Before the advent of the printing press and its cousin the photocopying machine, monks and others copied books by hand. Treasured texts were beautifully written and ornamented by gold or illuminated letters, borders, and delicate illustrations. The process took years, but the result was often a magnificent work of art. Each manuscript was unique. Because the manuscripts were usually sacred texts, the monk's work was a labor of love and service to God. The painstaking labor of such monks made possible the transmission of learning during the Dark Ages; many classic texts survived because they were copied and hidden in cloisters. The monk, laboring by candlelight, quill in hand, evokes images of the quality and artistic value of the hand-lettered manuscript.

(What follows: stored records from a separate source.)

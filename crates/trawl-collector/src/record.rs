//! Normalized job posting.

use crate::error::{CollectError, Result};
use serde::{Deserialize, Serialize};
use serde_json::Value;

/// A job posting in canonical form.
///
/// Built from one raw record of the search API. Text fields missing from the
/// raw record are empty strings and list fields are empty lists, so every
/// record serializes with the same shape.
#[derive(Debug, Clone, Default, PartialEq, Eq, Serialize, Deserialize)]
#[serde(default)]
pub struct JobRecord {
    // Posting
    pub job_name: String,
    pub salary_desc: String,
    pub job_degree: String,
    pub job_experience: String,

    // Location
    pub city_name: String,
    pub area_district: String,
    pub business_district: String,

    // Classification
    pub job_type: String,
    pub job_labels: Vec<String>,
    pub skills: Vec<String>,
    pub welfare_list: Vec<String>,

    // Identifiers; `job_id` is the dedup key
    pub job_id: String,
    pub lid: String,
    pub security_id: String,
    pub expect_id: String,

    // Company
    pub brand_name: String,
    pub brand_logo: String,
    pub brand_stage_name: String,
    pub brand_industry: String,
    pub brand_scale_name: String,
    pub company_id: String,

    // Recruiter
    pub boss_name: String,
    pub boss_title: String,
    pub boss_avatar: String,
    pub boss_id: String,

    // Status
    pub job_valid_status: String,
    pub job_status_desc: String,
    pub contact_chat_im: String,
    pub last_modify_time: String,
    pub prolong: String,
    pub icon_word: String,
}

impl JobRecord {
    /// Normalize a raw API record whose identifier has already been extracted.
    #[must_use]
    pub fn from_raw(raw: &Value, job_id: impl Into<String>) -> Self {
        Self {
            job_name: text(raw, "jobName"),
            salary_desc: text(raw, "salaryDesc"),
            job_degree: text(raw, "jobDegree"),
            job_experience: text(raw, "jobExperience"),

            city_name: text(raw, "cityName"),
            area_district: text(raw, "areaDistrict"),
            business_district: text(raw, "businessDistrict"),

            job_type: text(raw, "jobType"),
            job_labels: list(raw, "jobLabels"),
            skills: list(raw, "skills"),
            welfare_list: list(raw, "welfareList"),

            job_id: job_id.into(),
            lid: text(raw, "lid"),
            security_id: text(raw, "securityId"),
            expect_id: text(raw, "expectId"),

            brand_name: text(raw, "brandName"),
            brand_logo: text(raw, "brandLogo"),
            brand_stage_name: text(raw, "brandStageName"),
            brand_industry: text(raw, "brandIndustry"),
            brand_scale_name: text(raw, "brandScaleName"),
            company_id: text(raw, "encryptBrandId"),

            boss_name: text(raw, "bossName"),
            boss_title: text(raw, "bossTitle"),
            boss_avatar: text(raw, "bossAvatar"),
            boss_id: text(raw, "encryptBossId"),

            job_valid_status: text(raw, "jobValidStatus"),
            job_status_desc: text(raw, "jobStatusDesc"),
            contact_chat_im: text(raw, "contactChatIm"),
            last_modify_time: text(raw, "lastModifyTime"),
            prolong: text(raw, "prolong"),
            icon_word: text(raw, "iconWord"),
        }
    }

    /// Check that the fields every downstream consumer relies on are present.
    ///
    /// # Errors
    /// Returns [`CollectError::Validation`] naming the first empty required
    /// field (`job_name`, `job_id`, `brand_name`).
    pub fn validate(&self) -> Result<()> {
        for (field, value) in [
            ("job_name", &self.job_name),
            ("job_id", &self.job_id),
            ("brand_name", &self.brand_name),
        ] {
            if value.trim().is_empty() {
                return Err(CollectError::Validation(format!(
                    "record is missing required field {field}"
                )));
            }
        }
        Ok(())
    }
}

/// Scalar field as text; numbers and booleans are stringified.
fn text(raw: &Value, key: &str) -> String {
    match raw.get(key) {
        Some(Value::String(s)) => s.clone(),
        Some(Value::Number(n)) => n.to_string(),
        Some(Value::Bool(b)) => b.to_string(),
        _ => String::new(),
    }
}

/// Array field as a list of strings; non-string items are skipped.
fn list(raw: &Value, key: &str) -> Vec<String> {
    raw.get(key)
        .and_then(Value::as_array)
        .map(|items| {
            items
                .iter()
                .filter_map(Value::as_str)
                .map(ToString::to_string)
                .collect()
        })
        .unwrap_or_default()
}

The ad for Xerox copiers would have us believe that the copier increased the speed with which the monk could produce manuscripts but did not diminish their quality. In place of a unique product, we now have a Tag Heuer Carrera Replica standardized product in as many units as we want. But the copier cannot produce the gold leaf of the original, the colors of the illuminated letters, or the intricate patterns drawn into the margins.

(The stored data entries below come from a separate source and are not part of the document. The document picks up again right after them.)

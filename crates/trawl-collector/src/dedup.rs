//! Session-wide record deduplication.

use crate::record::JobRecord;
use serde_json::Value;
use std::collections::HashSet;
use tracing::trace;

/// Remembers every identifier accepted during one collection run.
#[derive(Debug, Clone)]
pub struct Deduplicator {
    id_field: String,
    seen: HashSet<String>,
}

impl Deduplicator {
    /// Create a deduplicator keyed on `id_field` of the raw records.
    #[must_use]
    pub fn new(id_field: impl Into<String>) -> Self {
        Self {
            id_field: id_field.into(),
            seen: HashSet::new(),
        }
    }

    /// Keep only records whose identifier has not been seen, in input order.
    ///
    /// Records without a usable identifier are dropped, as are repeats
    /// within the same batch.
    pub fn accept(&mut self, raw_records: &[Value]) -> Vec<JobRecord> {
        let mut accepted = Vec::new();

        for raw in raw_records {
            let Some(id) = raw.get(&self.id_field).and_then(record_id) else {
                trace!(field = %self.id_field, "dropping record without identifier");
                continue;
            };

            if self.seen.insert(id.clone()) {
                accepted.push(JobRecord::from_raw(raw, id));
            }
        }

        accepted
    }

    /// Whether an identifier has already been accepted.
    #[must_use]
    pub fn contains(&self, id: &str) -> bool {
        self.seen.contains(id)
    }

    /// Number of distinct identifiers accepted so far.
    #[must_use]
    pub fn seen_count(&self) -> usize {
        self.seen.len()
    }
}

fn record_id(value: &Value) -> Option<String> {
    match value {
        Value::String(s) if !s.trim().is_empty() => Some(s.clone()),
        Value::Number(n) => Some(n.to_string()),
        _ => None,
    }
}

#[cfg(test)]
mod tests {
    use super::*;
    use serde_json::json;

    fn batch() -> Vec<Value> {
        vec![
            json!({"encryptJobId": "a", "jobName": "Rust"}),
            json!({"encryptJobId": "b", "jobName": "Go"}),
            json!({"encryptJobId": 17, "jobName": "Zig"}),
        ]
    }

    #[test]
    fn test_same_batch_twice_is_empty_second_time() {
        let mut dedup = Deduplicator::new("encryptJobId");
        assert_eq!(dedup.accept(&batch()).len(), 3);
        assert!(dedup.accept(&batch()).is_empty());
        assert_eq!(dedup.seen_count(), 3);
    }

    #[test]
    fn test_preserves_order_and_drops_in_batch_repeats() {
        let mut dedup = Deduplicator::new("encryptJobId");
        let records = dedup.accept(&[
            json!({"encryptJobId": "x", "jobName": "first"}),
            json!({"encryptJobId": "y"}),
            json!({"encryptJobId": "x", "jobName": "again"}),
        ]);

        let ids: Vec<_> = records.iter().map(|r| r.job_id.as_str()).collect();
        assert_eq!(ids, ["x", "y"]);
        assert_eq!(records[0].job_name, "first");
    }

    #[test]
    fn test_drops_records_without_usable_id() {
        let mut dedup = Deduplicator::new("encryptJobId");
        let records = dedup.accept(&[
            json!({"jobName": "no id"}),
            json!({"encryptJobId": "", "jobName": "empty"}),
            json!({"encryptJobId": null}),
            json!({"encryptJobId": ["a"]}),
            json!("not an object"),
            json!({"encryptJobId": "ok"}),
        ]);

        assert_eq!(records.len(), 1);
        assert!(dedup.contains("ok"));
        assert!(!dedup.contains(""));
    }

    #[test]
    fn test_numeric_ids_are_stringified() {
        let mut dedup = Deduplicator::new("id");
        let records = dedup.accept(&[json!({"id": 42})]);
        assert_eq!(records[0].job_id, "42");
        assert!(dedup.accept(&[json!({"id": "42"})]).is_empty());
    }
}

The copier can produce a readable copy of the text itself. Is this better? The ad implied that it is. By the end of the ad, the monk was no longer hand-copying manuscripts. Xerox copiers had made the monk who could produce a beautiful manuscript obsolete. The subtext of this ad told us that new are better than old, change brings improvement, uniqueness is neither necessary nor desirable, faster and more are better. Here, as in the ad for Country Time, the commercial identified the product with the kind of quality that you and I have not experienced directly. Such quality presumably existed only in the distant past.
Because our memory of the distant past is based on historical reconstruction, we have no primary experience with which to test claims about it. Yet the distant past is the source of powerful and evocative symbols. Advertisers cannibalize the past to link their products with those symbols. In the process, they desacralize the sacred and trivialize the historically significant.